= Michael S. Gilmore =

Michael S. Gilmore is an American, focusing in infectious diseases and ocular genomics, currently the Sir William Osler Professor of Ophthalmology (Microbiology), Harvard Medical School, Mike serves as Director of the Infectious Disease Institute, and Co-Director of the Microbial Sciences Initiative of Harvard University. Additionally, he is a Senior Associate Member of the Broad Institute. As Principal Investigator of the Harvard-wide Program on Antibiotic Resistance, his research focuses on the evolution and development of multidrug resistant strains of enterococci, staphylococci, and streptococci, and the development of new therapeutics. He was named by Eric Lander in “The Heroes of CRISPR”^{3} as inspiring Broad Institute interest in developing CRISPR as a tool for therapeutic gene editing. Mike has trained over 35 graduate students and postdocs, and is currently course coordinator and principal lecturer in the Harvard University course OEB290/MICRO210 Microbiology: Chemistry, ecology and evolution. Outside of Harvard, he serves as chair of the US National Institutes of Health (NIH) blue ribbon panel for the Antimicrobial Resistance Diagnostic Challenge. He is past chair of the NIH Bacterial Pathogenesis Study Section, the Gordon Conference on Microbial Adhesion and Signal Transduction, American Society for Microbiology (ASM) Division D, and the Association for Research in Vision and Ophthalmology (ARVO) IM Section. Mike is founder of the International Conference on Enterococci (ICE) series, and the Boston Area Antibiotic Resistance Network (BAARN). He started his academic career in 1984 at the University of Oklahoma Health Sciences Center, where he rose through the ranks to Vice President for Research. He also held the MG McCool professorship and was awarded the George Lynn Cross research chair.
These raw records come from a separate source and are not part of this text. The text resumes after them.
use std::time::Duration;

use tracing::{debug, info, warn};

use crate::batch::VideoMetadata;
use crate::embedding::MediaClip;
use crate::fetch::{FetchError, MediaFetcher, ProxyPool};

use super::error::ScoringError;
use super::gates::ConcurrencyGates;
use super::rng::SamplingRng;

/// What the authenticity check runs against.
#[derive(Debug, Clone, PartialEq)]
pub enum AuditTarget<'m> {
    /// Compare only the description embedding.
    DescriptionOnly(&'m VideoMetadata),
    /// Compare all three modalities against the fetched clip.
    Media {
        metadata: &'m VideoMetadata,
        clip: MediaClip,
    },
}

impl<'m> AuditTarget<'m> {
    pub fn metadata(&self) -> &'m VideoMetadata {
        match self {
            AuditTarget::DescriptionOnly(metadata) => metadata,
            AuditTarget::Media { metadata, .. } => metadata,
        }
    }
}

#[derive(Debug, Clone, PartialEq)]
pub enum SampleOutcome<'m> {
    Audit(AuditTarget<'m>),
    /// The fetcher flagged this video as fabricated.
    Fake { video_id: String },
}

/// Picks the item a batch is audited on, downloading its media when the
/// audit gate asks for it.
pub struct Sampler<'a> {
    fetcher: &'a dyn MediaFetcher,
    proxies: &'a ProxyPool,
    gates: &'a ConcurrencyGates,
    rng: &'a SamplingRng,
    timeout: Duration,
}

impl<'a> Sampler<'a> {
    pub fn new(
        fetcher: &'a dyn MediaFetcher,
        proxies: &'a ProxyPool,
        gates: &'a ConcurrencyGates,
        rng: &'a SamplingRng,
        timeout: Duration,
    ) -> Self {
        Self {
            fetcher,
            proxies,
            gates,
            rng,
            timeout,
        }
    }

    /// Draws candidates without replacement until one yields a decision.
    ///
    /// - success: audit against the clip
    /// - blocked or other failure: description-only audit of that candidate
    /// - fake: the whole batch is fabricated
    /// - timeout: next candidate; description-only audit of the last one once
    ///   the pool runs out
    pub async fn draw<'m>(
        &self,
        metadata: &'m [VideoMetadata],
        check_video: bool,
    ) -> Result<SampleOutcome<'m>, ScoringError> {
        let queue = self.rng.shuffled_indices(metadata.len());

        if !check_video {
            let chosen = queue
                .first()
                .and_then(|&i| metadata.get(i))
                .ok_or(ScoringError::EmptySample)?;
            debug!(video_id = %chosen.video_id, "Download audit skipped");
            return Ok(SampleOutcome::Audit(AuditTarget::DescriptionOnly(chosen)));
        }

        let mut last_attempted = None;

        for candidate in queue.into_iter().filter_map(|i| metadata.get(i)) {
            last_attempted = Some(candidate);

            let permit = self.gates.download_slot().await?;
            let proxy = self.rng.choose_proxy(self.proxies);
            let attempt = tokio::time::timeout(
                self.timeout,
                self.fetcher.fetch(
                    &candidate.video_id,
                    candidate.start_time,
                    candidate.end_time,
                    proxy,
                ),
            )
            .await;
            drop(permit);

            match attempt {
                Ok(Ok(clip)) => {
                    debug!(
                        video_id = %candidate.video_id,
                        media_bytes = clip.bytes.len(),
                        "Downloaded audit clip"
                    );
                    return Ok(SampleOutcome::Audit(AuditTarget::Media {
                        metadata: candidate,
                        clip,
                    }));
                }
                Ok(Err(FetchError::Blocked { .. })) => {
                    warn!(
                        video_id = %candidate.video_id,
                        "IP is blocked, cannot download video, checking description only"
                    );
                    return Ok(SampleOutcome::Audit(AuditTarget::DescriptionOnly(
                        candidate,
                    )));
                }
                Ok(Err(FetchError::Fake { video_id })) => {
                    warn!(video_id = %video_id, "Video is fake, punishing batch");
                    return Ok(SampleOutcome::Fake { video_id });
                }
                Ok(Err(err @ FetchError::Other { .. })) => {
                    warn!(
                        video_id = %candidate.video_id,
                        error = %err,
                        "Video download failed, checking description only"
                    );
                    return Ok(SampleOutcome::Audit(AuditTarget::DescriptionOnly(
                        candidate,
                    )));
                }
                Err(_) => {
                    info!(
                        video_id = %candidate.video_id,
                        timeout_secs = self.timeout.as_secs_f32(),
                        "Video download timed out, trying another candidate"
                    );
                }
            }
        }

        let candidate = last_attempted.ok_or(ScoringError::EmptySample)?;
        warn!(
            video_id = %candidate.video_id,
            "Every download attempt timed out, checking description only"
        );
        Ok(SampleOutcome::Audit(AuditTarget::DescriptionOnly(candidate)))
    }
}
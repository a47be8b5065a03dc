//! Embedding service seam and the numeric helpers the pipeline runs on.
//!
//! - [`EmbeddingService`] is the external model (text, and text + media).
//! - [`EmbeddingSet`] holds a batch's claimed embeddings as aligned rows.
//! - [`similarity`] provides cosine and element-wise closeness checks.

mod error;
/// Deterministic mock with scripted vectors and call accounting.
#[cfg(any(test, feature = "mock"))]
pub mod mock;
/// HTTP client for a remote embedding server.
pub mod remote;
pub mod service;
pub mod set;
pub mod similarity;
/// Hash-seeded embedder for local runs without a model server.
pub mod stub;


pub use error::EmbeddingError;
#[cfg(any(test, feature = "mock"))]
pub use mock::MockEmbeddingService;
pub use remote::RemoteEmbedder;
pub use service::{EmbeddingService, Embeddings, MediaClip};
pub use set::{AlignmentError, EmbeddingSet, compact};
pub use similarity::{allclose, cosine_against, cosine_similarity, pairwise_cosine};
pub use stub::StubEmbedder;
In 2004 he moved to Harvard Medical School as President and CEO of the Schepens Eye Research Institute, Marie and DeWalt Ankeny Director of Research and CL Schepens Professor of Ophthalmology.  In 2010, he moved his laboratories to the Massachusetts General Hospital campus, in the Massachusetts Eye and Ear Infirmary. He has published over 200 peer reviewed manuscripts in Cell, Nature, Science, PNAS and other leading journals. He continues to serve on numerous advisory boards and committees for public and private organizations, focused on drug discovery, antibiotic resistance, and bacterial pathogenesis.